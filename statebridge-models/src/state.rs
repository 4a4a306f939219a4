use crate::{property::Property, value::normalize_value};
use chrono::{DateTime, SecondsFormat, Utc};
use serde::{Deserialize, Serialize};
use serde_json::{json, Map, Value};

/// Runtime state of a dynamic property.
///
/// At most one state record exists per dynamic property, and absence is a
/// valid condition (the property was never commanded). The exchange core
/// writes only `expected_value` and `pending`; `actual_value` and `valid`
/// belong to the external value-reporting pipeline.
#[derive(Debug, Clone, PartialEq, Serialize, Deserialize)]
pub struct PropertyState {
    pub actual_value: Option<String>,
    pub expected_value: Option<String>,
    pub pending: bool,
    pub valid: bool,
    pub created_at: DateTime<Utc>,
    pub updated_at: DateTime<Utc>,
}

/// Writable field set for state create/update operations.
///
/// Outer `Option` means "leave untouched"; the inner value is written as-is.
/// The set is restricted to the fields an external pipeline or this core may
/// legally touch; timestamps are managed by the store.
#[derive(Debug, Clone, Default, PartialEq)]
pub struct StateFields {
    pub actual_value: Option<Option<String>>,
    pub expected_value: Option<Option<String>>,
    pub pending: Option<bool>,
    pub valid: Option<bool>,
}

impl StateFields {
    /// Field set written by the command "set" path: a new expected value with
    /// the pending flag raised until hardware confirms.
    pub fn expected(value: Option<String>) -> Self {
        Self {
            expected_value: Some(value),
            pending: Some(true),
            ..Self::default()
        }
    }
}

impl PropertyState {
    /// Build a fresh state record from an initial field set.
    pub fn create(fields: StateFields) -> Self {
        let now = Utc::now();
        let mut state = Self {
            actual_value: None,
            expected_value: None,
            pending: false,
            valid: false,
            created_at: now,
            updated_at: now,
        };
        state.apply(fields);
        state
    }

    /// Apply a field set; `updated_at` is refreshed on every call.
    pub fn apply(&mut self, fields: StateFields) {
        if let Some(actual) = fields.actual_value {
            self.actual_value = actual;
        }
        if let Some(expected) = fields.expected_value {
            self.expected_value = expected;
        }
        if let Some(pending) = fields.pending {
            self.pending = pending;
        }
        if let Some(valid) = fields.valid {
            self.valid = valid;
        }
        self.updated_at = Utc::now();
    }

    /// Exchange projection: value strings coerced to the property's declared
    /// data type, invalid sentinel substituted on coercion failure.
    pub fn to_exchange(&self, property: &Property) -> Map<String, Value> {
        let actual = normalize_value(
            property.data_type,
            property.format.as_ref(),
            property.invalid.as_deref(),
            self.actual_value.as_deref(),
        );
        let expected = normalize_value(
            property.data_type,
            property.format.as_ref(),
            property.invalid.as_deref(),
            self.expected_value.as_deref(),
        );

        let mut data = Map::new();
        data.insert("actual_value".into(), actual.unwrap_or(Value::Null));
        data.insert("expected_value".into(), expected.unwrap_or(Value::Null));
        data.insert("pending".into(), Value::Bool(self.pending));
        data.insert("valid".into(), Value::Bool(self.valid));
        data
    }

    /// Full diagnostic projection including timestamps.
    pub fn to_json(&self) -> Value {
        json!({
            "actual_value": self.actual_value,
            "expected_value": self.expected_value,
            "pending": self.pending,
            "valid": self.valid,
            "created_at": self.created_at.to_rfc3339_opts(SecondsFormat::Secs, true),
            "updated_at": self.updated_at.to_rfc3339_opts(SecondsFormat::Secs, true),
        })
    }
}
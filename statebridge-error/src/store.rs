use thiserror::Error;
use uuid::Uuid;

/// Classifies property-state store failures to avoid ad-hoc strings.
#[derive(Error, Debug, Clone)]
pub enum StoreError {
    /// A state record already exists for the property; callers must check
    /// with `find_state` before `create_state`.
    #[error("state already exists for property {0}")]
    StateAlreadyExists(Uuid),
    /// The state passed to `update_state` is no longer present in the store.
    #[error("state not found for property {0}")]
    StateNotFound(Uuid),
    /// Backend engine failure (connection, serialization, ...).
    #[error("state store backend error: {0}")]
    Backend(String),
}

impl StoreError {
    /// Stable code for structured log records.
    pub fn code(&self) -> &'static str {
        match self {
            StoreError::StateAlreadyExists(_) => "state_already_exists",
            StoreError::StateNotFound(_) => "state_not_found",
            StoreError::Backend(_) => "store_backend",
        }
    }
}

:: Work order ::
Copy every line in the listing above where the string "SecondsFormat" turns up.

:: Solution for this task ::
use chrono::{DateTime, SecondsFormat, Utc};
            "created_at": self.created_at.to_rfc3339_opts(SecondsFormat::Secs, true),
            "updated_at": self.updated_at.to_rfc3339_opts(SecondsFormat::Secs, true),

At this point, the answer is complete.